Rob Frost, OC’s head of investments, said this week (September 29) that he had seen more than 20 prospective IPOs, some as part of a formalised IPO process and others at a more preliminary non-deal roadshow stage. “One broker that we know of has a pipeline of up to 18 IPOs to bring to market over the balance of the calendar year,” he said. According to the ASX, which tends to reflect IPOs which are more advanced in their planning, there are currently 13 actively seeking to list in the near term, 10 of which are planned for October. Eight of them are in the minerals and energy sectors. To put that in perspective, there were only 12 new listings in the first six months of this year, with the COVID-19 shock and subsequent market volatility and economic uncertainty having the major impact. This compares with 23 new listings in the first half of 2019, according to HLB Mann Judd’s half-yearly ‘IPOWatch Australia’. The five-year average is 34 for first-half numbers.

Marcus Ohm, a partner in HLB Mann Judd, said in his most recent report to clients: “During the June quarter, only three listings took place with the majority of IPOs and fund-raising occurring in the first quarter. Around $87.5 million was raised in the first three months of the year, in contrast to $44.5 million in the second quarter. The funds raised were soft compared to the previous year’s $823 million or 2018’s $2.5 billion.”

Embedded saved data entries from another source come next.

//! Capability and wire types for the lighting backend boundary.

use serde::{Deserialize, Serialize};

use crate::color::Rgb;
use crate::layout::DeviceKind;

/// Lighting mode identifier.
///
/// `Zoned` is the custom-RGB mode driven by keyframe presets; the other
/// modes are computed by the driver from a one- or two-color configuration.
#[derive(Debug, Clone, Copy, Default, PartialEq, Eq, Hash, Serialize, Deserialize)]
#[serde(rename_all = "snake_case")]
pub enum Mode {
    Disabled,
    #[default]
    Solid,
    Breathing,
    Rainbow,
    Zoned,
}

impl Mode {
    pub const ALL: [Self; 5] = [
        Self::Disabled,
        Self::Solid,
        Self::Breathing,
        Self::Rainbow,
        Self::Zoned,
    ];

    pub const fn display_name(self) -> &'static str {
        match self {
            Self::Disabled => "disabled",
            Self::Solid => "solid",
            Self::Breathing => "breathing",
            Self::Rainbow => "rainbow",
            Self::Zoned => "zoned",
        }
    }

    /// Which controls are meaningful for this mode.
    pub const fn capabilities(self) -> ModeCapabilities {
        match self {
            Self::Disabled => ModeCapabilities {
                color: false,
                color2: false,
                speed: false,
                brightness_level: false,
                zones: &[],
            },
            Self::Solid => ModeCapabilities {
                color: true,
                color2: false,
                speed: false,
                brightness_level: true,
                zones: &["left_stick", "right_stick"],
            },
            Self::Breathing => ModeCapabilities {
                color: true,
                color2: true,
                speed: true,
                brightness_level: true,
                zones: &["left_stick", "right_stick"],
            },
            Self::Rainbow => ModeCapabilities {
                color: false,
                color2: false,
                speed: true,
                brightness_level: true,
                zones: &[],
            },
            Self::Zoned => ModeCapabilities {
                color: false,
                color2: false,
                speed: true,
                brightness_level: false,
                zones: &["left_stick", "right_stick", "center"],
            },
        }
    }
}

/// Controls and zone selectors the UI should expose for a mode.
#[derive(Debug, Clone, Copy, Serialize)]
pub struct ModeCapabilities {
    pub color: bool,
    pub color2: bool,
    pub speed: bool,
    pub brightness_level: bool,
    pub zones: &'static [&'static str],
}

/// What the connected hardware can do, as reported by the driver.
#[derive(Debug, Clone, Copy, Serialize, Deserialize)]
pub struct DeviceCapabilities {
    pub device: DeviceKind,
    pub zones: usize,
    pub custom_rgb: bool,
}

impl DeviceCapabilities {
    pub const fn for_device(device: DeviceKind) -> Self {
        Self {
            device,
            zones: device.zone_count(),
            custom_rgb: true,
        }
    }
}

/// One resolved configuration on its way to the driver.
///
/// This is the payload of the non-zoned apply call: mode, the primary color
/// (and the optional second primary for two-color effects), the optional
/// secondary-zone color, speed, and the discrete brightness level.
#[derive(Debug, Clone, Copy, PartialEq, Eq, Serialize)]
pub struct AppliedConfig {
    pub mode: Mode,
    pub primary: Rgb,
    pub primary2: Option<Rgb>,
    pub secondary: Option<Rgb>,
    pub speed: u8,
    pub brightness_level: u8,
}

#[cfg(test)]
mod tests {
    use super::*;

    #[test]
    fn test_mode_capabilities_gate_controls() {
        assert!(Mode::Solid.capabilities().color);
        assert!(!Mode::Solid.capabilities().speed);
        assert!(Mode::Breathing.capabilities().color2);
        assert!(!Mode::Rainbow.capabilities().color);
        assert!(Mode::Zoned.capabilities().zones.contains(&"center"));
        assert!(Mode::Disabled.capabilities().zones.is_empty());
    }

    #[test]
    fn test_device_capabilities_match_layout() {
        let caps = DeviceCapabilities::for_device(DeviceKind::MsiClaw);
        assert_eq!(caps.zones, 9);
        assert!(caps.custom_rgb);
    }

    #[test]
    fn test_mode_serde_snake_case() {
        assert_eq!(serde_json::to_string(&Mode::Zoned).unwrap(), "\"zoned\"");
        let parsed: Mode = serde_json::from_str("\"breathing\"").unwrap();
        assert_eq!(parsed, Mode::Breathing);
    }
}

  • More pronounced in its recovery is the US market. The US is headed for the best IPO market since 2014 and perhaps even beating the record of more than US$110 billion raised in 1999. Up until last week (September 28) the calendar year has so far seen 138 IPOs with a total value of US$49.2 billion. This beats the annual total value for each of the past five years, although fewer in number than each of the past four years. In 2014, in a generally bullish equities market, US IPOs totalled 275, worth US$85.3 billion. Apart from the US and Australia, the other major global markets were historically subdued during the past three months as that segment of the equities markets started to emerge from the lows of the first quarter of the calendar year, according to PWC’s ‘Global IPO Watch’.

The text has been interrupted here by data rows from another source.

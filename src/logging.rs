//! Structured logging initialization for the lighting CLI.
//!
//! Supports human-friendly and machine-readable (JSON) output with TTY
//! detection and verbosity control.

use std::io::{self, IsTerminal};
use tracing_subscriber::{
    fmt::{self, format::FmtSpan},
    layer::SubscriberExt,
    util::SubscriberInitExt,
    EnvFilter,
};

/// Initialize the tracing subscriber based on CLI flags and environment.
///
/// # Arguments
///
/// * `json_mode` - If true, output structured JSON logs for machine consumption
/// * `verbose` - Verbosity level: 0 = info, 1 = debug, 2+ = trace
/// * `quiet` - If true, suppress non-essential output (only errors)
///
/// # Environment Variables
///
/// * `RUST_LOG` - Override default filter (e.g., "zrgb=debug")
pub fn init_logging(json_mode: bool, verbose: u8, quiet: bool) {
    let default_directive = if quiet {
        "zrgb=error"
    } else {
        match verbose {
            0 => "zrgb=info",
            1 => "zrgb=debug",
            _ => "zrgb=trace",
        }
    };

    // Allow RUST_LOG to override, but use our default otherwise
    let filter =
        EnvFilter::try_from_default_env().unwrap_or_else(|_| EnvFilter::new(default_directive));

    if json_mode {
        let fmt_layer = fmt::layer()
            .json()
            .with_target(true)
            .with_file(false)
            .with_line_number(false)
            .with_thread_ids(false)
            .with_span_events(FmtSpan::NONE)
            .with_writer(io::stderr);

        tracing_subscriber::registry()
            .with(filter)
            .with(fmt_layer)
            .init();
    } else {
        let fmt_layer = fmt::layer()
            .with_ansi(io::stderr().is_terminal())
            .with_target(false)
            .with_file(false)
            .with_line_number(false)
            .with_thread_ids(false)
            .with_span_events(FmtSpan::NONE)
            .with_writer(io::stderr);

        tracing_subscriber::registry()
            .with(filter)
            .with(fmt_layer)
            .init();
    }
}

#[cfg(test)]
mod tests {
    use super::*;

    // The global subscriber can only be installed once per process, so the
    // init path itself is covered by the CLI end-to-end tests.

    #[test]
    fn test_filter_directives() {
        assert!(EnvFilter::try_new("zrgb=info").is_ok());
        assert!(EnvFilter::try_new("zrgb=debug").is_ok());
        assert!(EnvFilter::try_new("zrgb=trace").is_ok());
        assert!(EnvFilter::try_new("zrgb=error").is_ok());
    }
}
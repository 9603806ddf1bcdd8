//! CLI argument definitions and command dispatch.

use std::path::PathBuf;

use clap::{Parser, Subcommand, ValueEnum};

use crate::backend::Mode;
use crate::settings::PowerState;

/// zrgb - Multi-zone RGB lighting control for gaming handhelds.
///
/// Edits the layered lighting settings tree, manages animated keyframe
/// presets, and pushes configurations to the LED driver boundary.
#[derive(Parser, Debug)]
#[command(name = "zrgb", version, about, long_about = None)]
#[command(propagate_version = true)]
pub struct Cli {
    /// JSON output for scripts and agents
    #[arg(long, global = true)]
    pub json: bool,

    /// Verbose output (repeat for trace)
    #[arg(long, short = 'v', global = true, action = clap::ArgAction::Count)]
    pub verbose: u8,

    /// Quiet mode (suppress non-essential output)
    #[arg(long, short = 'q', global = true)]
    pub quiet: bool,

    /// Disable colored output
    #[arg(long, global = true, env = "NO_COLOR")]
    pub no_color: bool,

    /// Device category to operate on
    #[arg(
        long,
        short = 'd',
        global = true,
        default_value = "legion-go",
        env = "ZRGB_DEVICE"
    )]
    pub device: String,

    /// Settings store directory (defaults to the per-user config dir)
    #[arg(long, global = true, env = "ZRGB_DATA_DIR")]
    pub data_dir: Option<PathBuf>,

    /// Application id context for setting reads/writes
    #[arg(long, global = true, default_value = crate::settings::DEFAULT_APP_ID)]
    pub app: String,

    /// Power-source context for setting reads/writes
    #[arg(long, global = true, default_value = "ac")]
    pub power: PowerArg,

    #[command(subcommand)]
    pub command: Option<Commands>,
}

/// Power-source context selection.
#[derive(Debug, Clone, Copy, Default, ValueEnum)]
pub enum PowerArg {
    /// Connected or charging
    #[default]
    Ac,
    /// Running on battery
    Battery,
}

impl From<PowerArg> for PowerState {
    fn from(arg: PowerArg) -> Self {
        match arg {
            PowerArg::Ac => Self::Ac,
            PowerArg::Battery => Self::Battery,
        }
    }
}

/// Lighting mode selection.
#[derive(Debug, Clone, Copy, ValueEnum)]
pub enum ModeArg {
    Disabled,
    Solid,
    Breathing,
    Rainbow,
    Zoned,
}

impl From<ModeArg> for Mode {
    fn from(arg: ModeArg) -> Self {
        match arg {
            ModeArg::Disabled => Self::Disabled,
            ModeArg::Solid => Self::Solid,
            ModeArg::Breathing => Self::Breathing,
            ModeArg::Rainbow => Self::Rainbow,
            ModeArg::Zoned => Self::Zoned,
        }
    }
}

/// Available commands.
#[derive(Subcommand, Debug)]
pub enum Commands {
    // === Discovery ===
    /// Show device capabilities and zone layout
    Info,

    /// Show which controls each lighting mode supports
    Modes,

    // === Setting writes ===
    /// Change settings in the resolved app/power context
    Set(SetArgs),

    /// Enable or disable the per-app settings override
    Override(OverrideArgs),

    /// Enable or disable the AC/battery settings split
    AcSplit(AcSplitArgs),

    // === Presets ===
    /// Manage animated keyframe presets
    #[command(subcommand)]
    Preset(PresetCommands),

    // === Settings tree ===
    /// Inspect the persisted settings tree
    #[command(subcommand)]
    Settings(SettingsCommands),

    // === Utilities ===
    /// Generate shell completions
    Completions(CompletionsArgs),
}

#[derive(Parser, Debug)]
pub struct SetArgs {
    /// Hue in degrees (0-360)
    #[arg(long)]
    pub hue: Option<f32>,

    /// Saturation percent (0-100)
    #[arg(long)]
    pub saturation: Option<f32>,

    /// Brightness percent (0-100)
    #[arg(long)]
    pub brightness: Option<f32>,

    /// Effect speed (0 slowest - 20 fastest)
    #[arg(long)]
    pub speed: Option<u8>,

    /// Discrete hardware brightness level (0-4)
    #[arg(long)]
    pub brightness_level: Option<u8>,

    /// Lighting mode
    #[arg(long)]
    pub mode: Option<ModeArg>,

    /// Skip the device-apply call, only persist
    #[arg(long, short = 'n')]
    pub no_apply: bool,
}

#[derive(Parser, Debug)]
pub struct OverrideArgs {
    /// Application id to toggle
    pub app_id: String,

    /// Disable instead of enable
    #[arg(long)]
    pub disable: bool,
}

#[derive(Parser, Debug)]
pub struct AcSplitArgs {
    /// Disable instead of enable
    #[arg(long)]
    pub disable: bool,
}

#[derive(Subcommand, Debug)]
pub enum PresetCommands {
    /// List saved presets for this device category
    List,

    /// Print a preset's timeline as JSON
    Show {
        /// Preset name
        name: String,
    },

    /// Save a timeline file as a named preset
    Save {
        /// Preset name
        name: String,

        /// Timeline JSON file (speed, brightness, keyframes)
        file: PathBuf,
    },

    /// Delete a preset
    Delete {
        /// Preset name
        name: String,
    },

    /// Apply a preset to the device and mark it active
    Apply {
        /// Preset name
        name: String,
    },

    /// Send a preset to the device without marking it active
    Preview {
        /// Preset name
        name: String,

        /// Preview only this keyframe
        #[arg(long)]
        frame: Option<usize>,
    },
}

#[derive(Subcommand, Debug)]
pub enum SettingsCommands {
    /// Show the settings store location
    Path,

    /// Print the persisted settings tree as JSON
    Show,
}

#[derive(Parser, Debug)]
pub struct CompletionsArgs {
    /// Shell to generate completions for
    pub shell: clap_complete::Shell,
}

#[cfg(test)]
mod tests {
    use super::*;

    #[test]
    fn test_cli_parses_set_command() {
        let cli = Cli::parse_from(["zrgb", "set", "--hue", "120", "--speed", "5"]);
        match cli.command {
            Some(Commands::Set(args)) => {
                assert_eq!(args.hue, Some(120.0));
                assert_eq!(args.speed, Some(5));
                assert!(args.brightness.is_none());
            }
            other => panic!("unexpected command: {other:?}"),
        }
    }

    #[test]
    fn test_cli_parses_context_flags() {
        let cli = Cli::parse_from([
            "zrgb",
            "--device",
            "msi-claw",
            "--app",
            "game-1",
            "--power",
            "battery",
            "preset",
            "list",
        ]);
        assert_eq!(cli.device, "msi-claw");
        assert_eq!(cli.app, "game-1");
        assert!(matches!(cli.power, PowerArg::Battery));
        assert!(matches!(
            cli.command,
            Some(Commands::Preset(PresetCommands::List))
        ));
    }

    #[test]
    fn test_cli_verify() {
        use clap::CommandFactory;
        Cli::command().debug_assert();
    }
}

    OC Funds Management held an investor briefing last month, during which Frost said: “The opportunity to be heavily engaged early in the IPO process gives OC an opportunity to meet with key management, understand the business model and the growth strategy of the company prior to a more formalised roadshow presentation, where we delve into the financial details. At this earlier stage we offer feedback on whether it is the type of business that, subject to valuation, we might be interested in becoming a shareholder in.”

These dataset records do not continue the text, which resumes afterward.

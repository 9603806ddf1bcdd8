//! Named preset management, one store per device category.
//!
//! A preset is a persisted timeline. The store owns the in-memory dict and
//! the editing slot for its category, writes through the persistence
//! boundary before mutating the dict (no partial state on failure), and
//! broadcasts after every mutation. CRUD and apply failures are reported as
//! `false` — the boundary never throws across component lines.

use std::collections::BTreeMap;
use std::sync::Arc;

use tracing::{debug, info, warn};

use crate::backend::{LightingBackend, Mode, SettingsStore};
use crate::error::Result;
use crate::layout::{self, DeviceKind};
use crate::notify::{Listeners, SubscriptionId};
use crate::settings::SettingsService;
use crate::timeline::{CustomRgbConfig, TimelineEditor};

/// Per-category parameters for a preset store.
///
/// One generic store type is instantiated per device category; state is
/// never shared between categories.
#[derive(Debug, Clone, Copy)]
pub struct PresetStoreConfig {
    pub device: DeviceKind,
    pub max_keyframes: usize,
}

impl PresetStoreConfig {
    pub const fn for_device(device: DeviceKind) -> Self {
        Self {
            device,
            max_keyframes: device.max_keyframes(),
        }
    }
}

/// CRUD + apply over the named presets of one device category.
pub struct PresetStore {
    config: PresetStoreConfig,
    presets: BTreeMap<String, CustomRgbConfig>,
    editor: TimelineEditor,
    store: Arc<dyn SettingsStore>,
    backend: Arc<dyn LightingBackend>,
    listeners: Listeners,
}

impl PresetStore {
    pub fn new(
        config: PresetStoreConfig,
        store: Arc<dyn SettingsStore>,
        backend: Arc<dyn LightingBackend>,
    ) -> Self {
        Self {
            config,
            presets: BTreeMap::new(),
            editor: TimelineEditor::new(config.device.zone_count(), config.max_keyframes),
            store,
            backend,
            listeners: Listeners::new(),
        }
    }

    /// Load all presets for this category from the persistence boundary.
    ///
    /// A failing load means "no presets saved yet", not an error state;
    /// listeners are notified either way.
    pub fn init(&mut self) {
        self.presets = match self.store.load_presets(self.config.device) {
            Ok(presets) => presets,
            Err(e) => {
                warn!(error = %e, device = self.config.device.id(), "Failed to load presets");
                BTreeMap::new()
            }
        };
        debug!(
            device = self.config.device.id(),
            count = self.presets.len(),
            "Presets loaded"
        );
        self.listeners.notify();
    }

    pub fn subscribe(&self, callback: impl Fn() + Send + Sync + 'static) -> SubscriptionId {
        self.listeners.subscribe(callback)
    }

    pub fn unsubscribe(&self, id: SubscriptionId) {
        self.listeners.unsubscribe(id);
    }

    pub fn device(&self) -> DeviceKind {
        self.config.device
    }

    pub fn names(&self) -> Vec<&str> {
        self.presets.keys().map(String::as_str).collect()
    }

    pub fn get(&self, name: &str) -> Option<&CustomRgbConfig> {
        self.presets.get(name)
    }

    /// Save a timeline under `name`, overwriting any existing preset.
    ///
    /// Write-through: the in-memory dict is only updated after the
    /// persistence call succeeds.
    pub fn save(&mut self, name: &str, config: CustomRgbConfig) -> bool {
        if let Err(e) = self.store.save_preset(self.config.device, name, &config) {
            warn!(preset = %name, error = %e, "Failed to save preset");
            return false;
        }
        self.presets.insert(name.to_string(), config);
        info!(preset = %name, "Preset saved");
        self.listeners.notify();
        true
    }

    /// Delete a preset by name.
    ///
    /// Deleting the active preset drops the device out of zoned mode:
    /// settings fall back to solid and are reapplied.
    pub fn delete(&mut self, name: &str, settings: &mut SettingsService) -> bool {
        if !self.presets.contains_key(name) {
            warn!(preset = %name, "Delete of unknown preset");
            return false;
        }
        if let Err(e) = self.store.delete_preset(self.config.device, name) {
            warn!(preset = %name, error = %e, "Failed to delete preset");
            return false;
        }
        self.presets.remove(name);
        info!(preset = %name, "Preset deleted");

        if settings.active_preset() == Some(name) {
            settings.set_active_preset(None);
            settings.set_mode(Mode::Solid);
            if let Err(e) = settings.apply_now() {
                warn!(error = %e, "Failed to reapply after deleting active preset");
            }
        }
        self.listeners.notify();
        true
    }

    /// Apply a preset to the device and mark it active.
    ///
    /// Fails fast on unknown names. On success the global mode switches to
    /// zoned and the active-preset pointer is persisted.
    pub fn apply(&mut self, name: &str, settings: &mut SettingsService) -> bool {
        let Some(config) = self.presets.get(name) else {
            warn!(preset = %name, "Apply of unknown preset");
            return false;
        };
        if let Err(e) = self.backend.set_zoned_rgb(self.config.device, config) {
            warn!(preset = %name, error = %e, "Failed to apply preset");
            return false;
        }
        settings.set_mode(Mode::Zoned);
        settings.set_active_preset(Some(name.to_string()));
        info!(preset = %name, "Preset applied");
        self.listeners.notify();
        true
    }

    // === Editing ===

    /// Begin editing: a deep copy of `name` when it exists, else a fresh
    /// default timeline. Only one timeline is edited at a time per
    /// category.
    pub fn start_editing(&mut self, name: Option<&str>) {
        match name.and_then(|n| self.presets.get(n).map(|p| (n, p.clone()))) {
            Some((n, preset)) => self.editor.start_from(n, &preset),
            None => self.editor.start_fresh(),
        }
    }

    /// The editing state machine, for zone/speed/brightness mutations.
    pub fn editor(&mut self) -> &mut TimelineEditor {
        &mut self.editor
    }

    pub fn editing(&self) -> Option<&CustomRgbConfig> {
        self.editor.current()
    }

    /// Rotate-copy a frame of the editing timeline using this category's
    /// layout.
    pub fn rotate_copy(&mut self, frame: usize, clockwise: bool) -> Result<bool> {
        let layout = layout::layout_for(self.config.device);
        self.editor.rotate_copy(frame, clockwise, layout)
    }

    /// Discard the editing slot.
    pub fn cancel_editing(&mut self) {
        self.editor.cancel();
    }

    /// Send the editing timeline to the device for live feedback, without
    /// touching the persisted dict.
    pub fn preview_current(&self) -> bool {
        let Some(config) = self.editor.current() else {
            warn!("Preview requested with no editing session");
            return false;
        };
        match self.backend.set_zoned_rgb(self.config.device, config) {
            Ok(()) => true,
            Err(e) => {
                warn!(error = %e, "Preview apply failed");
                false
            }
        }
    }

    /// Preview one frame of the editing timeline in isolation.
    pub fn preview_frame(&self, frame: usize) -> bool {
        let Some(config) = self.editor.current() else {
            warn!("Preview requested with no editing session");
            return false;
        };
        let slice = match config.frame_slice(frame) {
            Ok(slice) => slice,
            Err(e) => {
                warn!(error = %e, "Preview frame out of range");
                return false;
            }
        };
        match self.backend.set_zoned_rgb(self.config.device, &slice) {
            Ok(()) => true,
            Err(e) => {
                warn!(error = %e, "Preview apply failed");
                false
            }
        }
    }

    /// Promote the editing timeline to a named preset.
    ///
    /// Saving under a different name than the session started from is a
    /// rename: the old entry is deleted only after the new one is saved
    /// (no partial rename). If the saved or renamed preset is the active
    /// one, it is immediately reapplied so live output matches the saved
    /// data, and the active-preset pointer follows the new name. On any
    /// failure the editing session stays open and state is unchanged.
    pub fn save_current(&mut self, name: &str, settings: &mut SettingsService) -> bool {
        let Some(config) = self.editor.current().cloned() else {
            warn!("Save requested with no editing session");
            return false;
        };
        let origin = self.editor.origin().map(ToOwned::to_owned);

        if let Err(e) = self.store.save_preset(self.config.device, name, &config) {
            warn!(preset = %name, error = %e, "Failed to save preset");
            return false;
        }
        self.presets.insert(name.to_string(), config.clone());

        let renamed_from = origin.as_deref().filter(|&o| o != name);
        if let Some(old) = renamed_from {
            if let Err(e) = self.store.delete_preset(self.config.device, old) {
                // The new name is saved; losing the rename cleanup leaves a
                // stale entry rather than lost data. Keep both and report
                // failure.
                warn!(preset = %old, error = %e, "Failed to delete renamed preset");
                self.listeners.notify();
                return false;
            }
            self.presets.remove(old);
            debug!(from = %old, to = %name, "Preset renamed");
        }

        let was_active = match settings.active_preset() {
            Some(active) => active == name || renamed_from == Some(active),
            None => false,
        };
        if was_active {
            if let Err(e) = self.backend.set_zoned_rgb(self.config.device, &config) {
                warn!(preset = %name, error = %e, "Failed to reapply active preset");
            }
            settings.set_active_preset(Some(name.to_string()));
        }

        self.editor.cancel();
        info!(preset = %name, "Editing session saved");
        self.listeners.notify();
        true
    }
}
//! Command parsing and execution.
//!
//! Every command calls into the repositories and renders the result as JSON.

use anyhow::{Context, Result, bail};
use pico_args::Arguments;
use rust_decimal::Decimal;
use serde_json::{Value, json};
use wallet_store::db::schema::apply_schema;
use wallet_store::db::{Database, WalletRepository};
use wallet_store::wallet::{PgWalletRepository, SortColumn, WalletId, WalletSearch};

/// Longest wallet name the `name` column holds
const MAX_NAME_CHARS: usize = 255;

/// A parsed CLI command
#[derive(Debug, Clone, PartialEq)]
pub enum Command {
    Migrate,
    Demo,
    List { include_deleted: bool },
    Get { id: WalletId, include_deleted: bool },
    Create { names: Vec<String> },
    Rename { id: WalletId, name: String },
    Search(WalletSearch),
    Stats { include_deleted: bool },
    Adjust { id: WalletId, delta: Decimal },
    Delete { id: WalletId, hard: bool },
    Restore { id: WalletId },
}

impl Command {
    /// Parse the subcommand and its arguments. Global options must already
    /// have been taken out of `pargs`.
    pub fn parse(pargs: &mut Arguments) -> Result<Self> {
        let Some(name) = pargs.subcommand()? else {
            bail!("Missing command, see --help");
        };

        let command = match name.as_str() {
            "migrate" => Command::Migrate,
            "demo" => Command::Demo,
            "list" => Command::List {
                include_deleted: pargs.contains("--deleted"),
            },
            "get" => Command::Get {
                include_deleted: pargs.contains("--deleted"),
                id: wallet_id(pargs, "get")?,
            },
            "rename" => Command::Rename {
                id: wallet_id(pargs, "rename")?,
                name: wallet_name(pargs.free_from_str().context("rename requires a new name")?)?,
            },
            "search" => {
                let mut search = WalletSearch::new()
                    .include_deleted(pargs.contains("--deleted"))
                    .order_by(SortColumn::Id, pargs.contains("--desc"));
                if let Some(name_part) = pargs.opt_value_from_str::<_, String>("--name")? {
                    search = search.name_contains(name_part);
                }
                if let Some(min) = pargs.opt_value_from_str::<_, Decimal>("--min-balance")? {
                    search = search.min_balance(min);
                }
                if let Some(column) = pargs.opt_value_from_str::<_, String>("--order-by")? {
                    search.order_by = SortColumn::resolve(&column);
                }
                Command::Search(search)
            }
            "stats" => Command::Stats {
                include_deleted: pargs.contains("--deleted"),
            },
            "adjust" => Command::Adjust {
                id: wallet_id(pargs, "adjust")?,
                delta: pargs
                    .free_from_str()
                    .context("adjust requires a decimal delta")?,
            },
            "delete" => Command::Delete {
                hard: pargs.contains("--hard"),
                id: wallet_id(pargs, "delete")?,
            },
            "restore" => Command::Restore {
                id: wallet_id(pargs, "restore")?,
            },
            "create" => {
                let mut names = Vec::new();
                while let Some(raw) = pargs.opt_free_from_str::<String>()? {
                    names.push(wallet_name(raw)?);
                }
                if names.is_empty() {
                    bail!("create requires at least one name");
                }
                Command::Create { names }
            }
            other => bail!("Unknown command '{other}', see --help"),
        };

        Ok(command)
    }

    pub fn name(&self) -> &'static str {
        match self {
            Command::Migrate => "migrate",
            Command::Demo => "demo",
            Command::List { .. } => "list",
            Command::Get { .. } => "get",
            Command::Create { .. } => "create",
            Command::Rename { .. } => "rename",
            Command::Search(_) => "search",
            Command::Stats { .. } => "stats",
            Command::Adjust { .. } => "adjust",
            Command::Delete { .. } => "delete",
            Command::Restore { .. } => "restore",
        }
    }
}

fn wallet_id(pargs: &mut Arguments, command: &str) -> Result<WalletId> {
    pargs
        .free_from_str()
        .with_context(|| format!("{command} requires a wallet ID"))
}

/// Names must hold between 1 and 255 characters.
fn wallet_name(raw: String) -> Result<String> {
    let chars = raw.chars().count();
    if chars == 0 {
        bail!("Wallet name must not be empty");
    }
    if chars > MAX_NAME_CHARS {
        bail!("Wallet name has {chars} characters, the limit is {MAX_NAME_CHARS}");
    }
    Ok(raw)
}

/// Execute a command and return its JSON result
pub async fn run(command: Command, db: &Database) -> Result<Value> {
    let wallets = PgWalletRepository::new(db.clone());

    let value = match command {
        Command::Migrate => {
            apply_schema(db).await?;
            json!({ "migrated": true })
        }
        Command::Demo => demo(&wallets).await?,
        Command::List { include_deleted } => json!(wallets.get_all(include_deleted).await?),
        Command::Get {
            id,
            include_deleted,
        } => match wallets.get_by_id(id, include_deleted).await? {
            Some(wallet) => json!(wallet),
            None => bail!("Wallet {id} not found"),
        },
        Command::Create { names } => {
            if let [name] = names.as_slice() {
                json!(wallets.create(name).await?)
            } else {
                json!({ "created": wallets.create_batch(&names).await? })
            }
        }
        Command::Rename { id, name } => {
            json!({ "rows_affected": wallets.update_name(id, &name, false).await? })
        }
        Command::Search(search) => json!(wallets.search(&search).await?),
        Command::Stats { include_deleted } => json!(wallets.stats(include_deleted).await?),
        Command::Adjust { id, delta } => {
            let balance = wallets.try_update_balance(id, delta).await?;
            json!({ "id": id, "balance": balance })
        }
        Command::Delete { id, hard: false } => {
            json!({ "rows_affected": wallets.soft_delete(id).await? })
        }
        Command::Delete { id, hard: true } => {
            json!({ "rows_affected": wallets.hard_delete(id, true).await? })
        }
        Command::Restore { id } => json!({ "rows_affected": wallets.restore(id).await? }),
    };

    Ok(value)
}

/// Scripted walkthrough of the repository: batch create, search, aggregates,
/// guarded balance updates, then soft delete and its effect on reads.
async fn demo(wallets: &PgWalletRepository) -> Result<Value> {
    let names = ["Alpha", "Beta", "Gamma"].map(String::from);
    let created = wallets.create_batch(&names).await?;
    tracing::info!(created, "Batch created demo wallets");

    let matching = wallets
        .search(
            &WalletSearch::new()
                .name_contains("a")
                .order_by(SortColumn::Name, false),
        )
        .await?;
    let stats_before = wallets.stats(false).await?;

    let Some(first) = wallets.get_all(false).await?.into_iter().next() else {
        bail!("No wallets to run the demo against");
    };
    let id = first.id;
    tracing::info!(wallet_id = id, "Running balance updates");

    let deposit = wallets.update_balance_if_enough(id, Decimal::from(100)).await?;
    let withdraw = wallets.update_balance_if_enough(id, Decimal::from(-30)).await?;
    let overdraw = wallets
        .update_balance_if_enough(id, Decimal::from(-1_000_000))
        .await?;

    let soft_delete = wallets.soft_delete(id).await?;
    let soft_delete_again = wallets.soft_delete(id).await?;

    Ok(json!({
        "batch_created": created,
        "search_name_part_a": matching,
        "stats_before_delete": stats_before,
        "wallet_id": id,
        "deposit_100": deposit,
        "withdraw_30": withdraw,
        "withdraw_1000000": overdraw,
        "soft_delete": soft_delete,
        "soft_delete_again": soft_delete_again,
        "all_including_deleted": wallets.get_all(true).await?,
        "search_after_delete": wallets.search(&WalletSearch::new()).await?,
        "count_after_delete": wallets.count(false).await?,
    }))
}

    Not all proposed IPOs will make it to an ASX listing. “We kiss a lot of frogs”, Frost said. “But we have already seen some quality businesses and the IPO process offers an opportunity to invest in companies that haven’t yet been efficiently priced by the broader market. Therefore, if we do our job well, we can add alpha for our clients by investing in IPOs which subsequently come onto the ASX at a premium.”